### Data items
================================

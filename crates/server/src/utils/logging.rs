use axum::{extract::Request, middleware::Next, response::Response};
use std::time::Instant;

/// Logs method, path, status and latency of every request
pub async fn log_request(request: Request, next: Next) -> Response {
    let method = request.method().clone();
    let path = request.uri().path().to_string();
    let started = Instant::now();

    let response = next.run(request).await;
    let status = response.status();
    let elapsed = started.elapsed();

    if status.is_server_error() {
        log::warn!("{method} {path} {} {elapsed:?}", status.as_u16());
    } else {
        log::info!("{method} {path} {} {elapsed:?}", status.as_u16());
    }

    response
}
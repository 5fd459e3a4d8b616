use crate::{
    dtos::academic::ScheduleQuery,
    extractors::{Path, Query, Student},
    response::{ApiJson, ApiResult},
    state::AppState,
};
use axum::{Router, extract::State, routing::get};
use database::services::schedule::{DaySchedule, ScheduleEntry, ScheduleService};

pub fn router() -> Router<AppState> {
    Router::new()
        .route("/api/jadwal", get(my_schedule))
        .route("/api/jadwal/hari/{day}", get(schedule_by_day))
        .route("/api/jadwal/minggu-ini", get(weekly_schedule))
}

/// Classes of every course in the caller's KRS that was not rejected
#[utoipa::path(
    get,
    path = "/api/jadwal",
    params(ScheduleQuery),
    responses(
        (status = 200, description = "Schedule entries ordered by day and start time"),
        (status = 400, description = "Unknown day name")
    ),
    security(("jwt" = [])),
    tag = "Jadwal"
)]
pub async fn my_schedule(
    State(state): State<AppState>,
    Student(student): Student,
    Query(query): Query<ScheduleQuery>,
) -> ApiResult<Vec<ScheduleEntry>> {
    Ok(ApiJson::ok(
        ScheduleService::mine(&state.db, &student, query.into()).await?,
    ))
}

#[utoipa::path(
    get,
    path = "/api/jadwal/hari/{day}",
    params(("day" = String, Path, description = "Indonesian day name, e.g. senin")),
    responses(
        (status = 200, description = "Classes on that day ordered by start time"),
        (status = 400, description = "Unknown day name")
    ),
    security(("jwt" = [])),
    tag = "Jadwal"
)]
pub async fn schedule_by_day(
    State(state): State<AppState>,
    Student(student): Student,
    Path(day): Path<String>,
) -> ApiResult<Vec<ScheduleEntry>> {
    Ok(ApiJson::ok(
        ScheduleService::by_day(&state.db, &student, &day).await?,
    ))
}

/// Classes grouped by day, Monday first; days without classes are omitted
#[utoipa::path(
    get,
    path = "/api/jadwal/minggu-ini",
    responses((status = 200, description = "Weekly schedule")),
    security(("jwt" = [])),
    tag = "Jadwal"
)]
pub async fn weekly_schedule(
    State(state): State<AppState>,
    Student(student): Student,
) -> ApiResult<Vec<DaySchedule>> {
    Ok(ApiJson::ok(ScheduleService::weekly(&state.db, &student).await?))
}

================================

### Problem statement
Copy out only the lines running from the beginning of the data to the line with "repository 5fd459e3a4d8b616", both ends included.

### Response area
filename crates/server/src/utils/logging.rs
use axum::{extract::Request, middleware::Next, response::Response};
use std::time::Instant;

/// Logs method, path, status and latency of every request
pub async fn log_request(request: Request, next: Next) -> Response {
    let method = request.method().clone();
    let path = request.uri().path().to_string();
    let started = Instant::now();

    let response = next.run(request).await;
    let status = response.status();
    let elapsed = started.elapsed();

    if status.is_server_error() {
        log::warn!("{method} {path} {} {elapsed:?}", status.as_u16());
    } else {
        log::info!("{method} {path} {} {elapsed:?}", status.as_u16());
    }

    response
}
repository 5fd459e3a4d8b616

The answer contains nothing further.